Cloaking one’s vitriol in a kid’s grubby T-shirt is one way to make it go down more easily. Dani Tull’s coloring-book style drawings of little lambs with peg legs and ducks with glass eyes get at grown-up feelings of bitterness about whom and what society has deemed “aberrant.” Karen Kilimnik’s narcotized retracings of fan magazine images of Madonna, Goldie Hawn and Isabelle Adjani address the media’s insidiously consistent representations of femininity. And Erik Oppenheim’s awkwardly penciled-in lists of “Miss-spelled” names (“Mike Smeally,” “Bum Hellman,” “Fart Fourm,”) rail against the art world’s complex politics, abstruse machinations and obligatory hypocrisies.

However, the show really loses steam with its sheer profuseness. The aesthetic it champions--offering a fix that is perhaps too quick and too easy--is interesting once, mildly clever twice, and tedious by the third go-round. What’s more, that aesthetic’s apogee (admittedly an odd notion in relation to art that is by its very nature anti-climactic) has already been reached in the work of Jessica Diamond and Jack Pierson, neither of whom is included here. What “A Summer Drawing Show” leaves us with, then, is one question: Isn’t it time to move in another direction?

ichard Kuhlenschmidt Gallery, 1630 17th St., Santa Monica, (310) 450-2010, through July 25. Closed Sunday and Monday. Sly Homage: When Marcel Duchamp placed a urinal on a pedestal, signed it “R. Mutt” and submitted it to the American Society of Independent Artists in 1917 as a work of art called “Fountain,” he swapped one myth of the artist for another. Out: the artist-demigod who creates from the raw stuff of nature. In: the artist-demagogue bold enough to make a choice.

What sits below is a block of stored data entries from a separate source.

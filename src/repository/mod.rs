// src/repository/mod.rs

//! Package repositories and artifact retrieval
//!
//! - [`Repository`]: answers "which available package best satisfies this
//!   requirement" and lists what is on offer
//! - [`IndexRepository`]: repository built from JSON index files
//! - [`ArtifactFetcher`] / [`DefaultFetcher`]: obtaining and verifying
//!   artifacts

mod client;
mod download;
mod index;

pub use client::RepositoryClient;
pub use download::{ArtifactFetcher, DefaultFetcher, Verification};
pub use index::{INDEX_FILE_NAME, IndexRepository, RepositoryIndex};

use crate::error::Result;
use crate::package::{Package, PackageFilter, Requirement};

/// Source of installable packages
pub trait Repository {
    /// The highest-EVR package satisfying `req`, if any
    fn find_latest_matching(&self, req: &Requirement) -> Result<Option<Package>>;

    fn list_packages(&self, filter: &PackageFilter) -> Result<Vec<Package>>;
}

In the last decade, this latter myth expanded to accommodate a formerly shadowy figure: the curator. With his or her “privileged” eye, the curator could (and did) define styles, package movements and celebrate trends simply by choosing from the wealth of art-products generated by the wealth of the 1980s.

And so we arrive at “Deja Vu,” an exhibition at Asher/Faure Gallery that pays sly homage to the choices made by curators Richard Heller and Bennett Roberts during the six-year run of the recently closed Richard/Bennett gallery. “Sly” because, as the announcement card’s photograph of Heller and Roberts in movie-star dark glasses indicates, the two are fully aware of the irony of having curated a show honoring them as curators; “homage” because they are nonetheless (and quite justifiably) proud of what they have accomplished.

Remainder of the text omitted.